Hawar began his career in 1991 as a Computer Systems Quality Controller with Etisalat, the leading telecommunications firm in the United Arab Emirates. In 1998, he became the Head of IT Operations for the Abu Dhabi Islamic Bank, which at the time was just starting up. Hawar joined the Etisalat Group's Thuraya Satellite Telecommunication Company the following year. As the firm's Chief Information Officer between 2007-2008, he led five sub-departments, a staff of 89, and managed a total Capex/Opex of US$30 million. He later served as the Chief Information Office/Director of IT for Etisalat's Zanzibar Telecom division.

Hawar provides advisory services to various governmental agencies. He has also started a number of consultancy companies, which have helped secure memoranda of understanding between public and private entities. Additionally, Hawar has been a leader in attracting foreign direct investment in Somalia.
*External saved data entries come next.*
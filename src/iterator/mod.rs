/// Input iterator contract for compaction
///
/// Compaction consumes a single forward iterator positioned over internal
/// entries in global sort order: ascending user key, then descending
/// sequence number, then descending kind. The heap merge that combines the
/// overlapping input runs into this stream lives in the engine, not here;
/// anything satisfying this trait can feed a compaction.
///
/// # Borrowed bytes
///
/// `key()` and `value()` return views into the iterator's current position.
/// They are invalidated by the next call on the iterator, so a caller that
/// retains bytes must copy them first. The compaction iterator copies into
/// its own buffers and never holds input bytes across an advance.
///
/// # Errors
///
/// `seek_to_first` and `next` surface I/O errors from the underlying run
/// readers. After an error the iterator is invalid; `close` releases any
/// held resources and reports a deferred error if one exists.
use crate::key::InternalKeyRef;
use crate::util::Result;

pub trait InternalIterator {
    /// Position at the first entry
    ///
    /// Returns Ok(true) if positioned, Ok(false) if the source is empty
    fn seek_to_first(&mut self) -> Result<bool>;

    /// Move to the next entry
    ///
    /// Returns Ok(true) if moved to a valid entry, Ok(false) at the end
    fn next(&mut self) -> Result<bool>;

    /// Check if the iterator is positioned at a valid entry
    fn valid(&self) -> bool;

    /// Current key
    ///
    /// Prerequisite: valid() == true
    fn key(&self) -> InternalKeyRef<'_>;

    /// Current value; for range deletions this is the exclusive end key
    ///
    /// Prerequisite: valid() == true
    fn value(&self) -> &[u8];

    /// Release the input source
    fn close(&mut self) -> Result<()>;
}

mod vec_iterator;

pub use vec_iterator::VecIterator;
To this end, through his Makhir Resource Company, he brokered an agreement in 2012 with a Greek investment firm for the development of the commercial Port of Las Khorey.

Hawar is also engaged within the political system in Somalia. Under President Abdullahi Yusuf Ahmed's incumbency, Hawar facilitated the signing of a US$1 billion agreement at the FOCAC. He later supported Shire Haji Farah's candidacy during the autonomous northeastern Puntland region's 2014 presidential elections. While serving as Puntland's representative to Kuwait, Hawar likewise oversaw an agreement in Dubai between the Puntland government and a Kuwaiti company for the development of facilities at the Garowe International Airport and Maakhir University. The deal was valued at $10 million and was financed by the Kuwait Fund for Arab Economic Development (KFAED). In October 2013, Puntland Minister of Finance Farah Ali Jama and KFAED Deputy Director Hamad Al-Omar signed a follow-up Grant Agreement in Kuwait. The pact will see the Fund extend $10 million, of which $6 million will be allocated to finance the Garowe Airport Project and the remainder will be earmarked for the Maakhir University Project.

==Awards==
In 2013, Hawar was named Person of the Year by Somali Public Radio in recognition of his entrepreneurial and leadership work.